# Material for the task
════════════════
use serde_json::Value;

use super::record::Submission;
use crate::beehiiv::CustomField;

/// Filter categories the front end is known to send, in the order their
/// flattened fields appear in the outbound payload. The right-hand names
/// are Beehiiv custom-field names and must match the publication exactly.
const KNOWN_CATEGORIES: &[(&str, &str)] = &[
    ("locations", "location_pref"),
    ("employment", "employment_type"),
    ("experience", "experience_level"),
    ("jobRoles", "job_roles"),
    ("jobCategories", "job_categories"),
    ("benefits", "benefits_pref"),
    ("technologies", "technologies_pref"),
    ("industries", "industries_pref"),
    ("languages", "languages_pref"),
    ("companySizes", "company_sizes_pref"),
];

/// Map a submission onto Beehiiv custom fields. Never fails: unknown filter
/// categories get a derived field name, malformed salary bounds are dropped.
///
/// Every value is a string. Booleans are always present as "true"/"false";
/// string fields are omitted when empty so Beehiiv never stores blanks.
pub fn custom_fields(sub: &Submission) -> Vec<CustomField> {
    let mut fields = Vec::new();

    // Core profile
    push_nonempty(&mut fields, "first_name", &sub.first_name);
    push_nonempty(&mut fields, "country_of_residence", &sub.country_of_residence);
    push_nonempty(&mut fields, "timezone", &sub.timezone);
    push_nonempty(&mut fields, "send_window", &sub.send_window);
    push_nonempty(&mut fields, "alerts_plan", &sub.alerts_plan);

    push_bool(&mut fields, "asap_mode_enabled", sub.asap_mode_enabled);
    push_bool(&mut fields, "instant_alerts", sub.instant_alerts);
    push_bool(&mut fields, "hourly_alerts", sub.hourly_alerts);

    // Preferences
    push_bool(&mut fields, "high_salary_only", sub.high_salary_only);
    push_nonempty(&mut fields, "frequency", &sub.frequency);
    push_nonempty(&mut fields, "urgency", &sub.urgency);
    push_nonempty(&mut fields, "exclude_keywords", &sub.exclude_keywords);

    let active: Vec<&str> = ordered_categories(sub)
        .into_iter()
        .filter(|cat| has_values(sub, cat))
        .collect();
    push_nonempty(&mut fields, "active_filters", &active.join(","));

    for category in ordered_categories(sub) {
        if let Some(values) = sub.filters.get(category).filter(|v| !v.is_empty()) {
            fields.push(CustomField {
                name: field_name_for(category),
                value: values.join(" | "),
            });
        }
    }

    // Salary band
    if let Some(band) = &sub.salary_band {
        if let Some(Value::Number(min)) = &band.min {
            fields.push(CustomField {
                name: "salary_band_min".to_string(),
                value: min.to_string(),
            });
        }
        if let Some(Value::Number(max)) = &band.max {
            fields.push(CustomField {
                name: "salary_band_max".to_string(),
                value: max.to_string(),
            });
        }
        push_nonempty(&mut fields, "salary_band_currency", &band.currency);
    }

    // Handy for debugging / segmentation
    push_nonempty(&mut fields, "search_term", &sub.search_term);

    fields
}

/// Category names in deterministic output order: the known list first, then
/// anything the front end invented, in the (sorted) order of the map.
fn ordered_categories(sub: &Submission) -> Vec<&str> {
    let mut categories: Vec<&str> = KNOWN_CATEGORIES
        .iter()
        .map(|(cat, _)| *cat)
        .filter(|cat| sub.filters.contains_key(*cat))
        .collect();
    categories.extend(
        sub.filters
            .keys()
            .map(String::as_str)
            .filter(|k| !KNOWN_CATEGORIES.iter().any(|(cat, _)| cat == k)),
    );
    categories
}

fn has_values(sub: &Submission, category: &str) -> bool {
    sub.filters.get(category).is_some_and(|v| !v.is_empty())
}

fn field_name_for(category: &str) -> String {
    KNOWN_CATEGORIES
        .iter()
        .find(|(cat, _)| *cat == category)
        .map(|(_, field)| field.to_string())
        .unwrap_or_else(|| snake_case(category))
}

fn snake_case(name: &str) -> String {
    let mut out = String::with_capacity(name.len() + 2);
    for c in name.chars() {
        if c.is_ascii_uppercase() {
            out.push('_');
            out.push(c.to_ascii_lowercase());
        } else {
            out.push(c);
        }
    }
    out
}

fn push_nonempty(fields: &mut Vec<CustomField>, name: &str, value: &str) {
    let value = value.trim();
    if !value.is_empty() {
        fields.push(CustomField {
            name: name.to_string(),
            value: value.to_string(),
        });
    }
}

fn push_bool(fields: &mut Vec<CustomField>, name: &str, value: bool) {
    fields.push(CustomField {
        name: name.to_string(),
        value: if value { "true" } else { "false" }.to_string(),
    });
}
════════════════
# What the exercise asks
Your task is to restate, word for word, each line from the one that includes "let value = value.trim();" to the end of the records, with both ends included and nothing else.

# Answer for this exercise
    let value = value.trim();
    if !value.is_empty() {
        fields.push(CustomField {
            name: name.to_string(),
            value: value.to_string(),
        });
    }
}

fn push_bool(fields: &mut Vec<CustomField>, name: &str, value: bool) {
    fields.push(CustomField {
        name: name.to_string(),
        value: if value { "true" } else { "false" }.to_string(),
    });
}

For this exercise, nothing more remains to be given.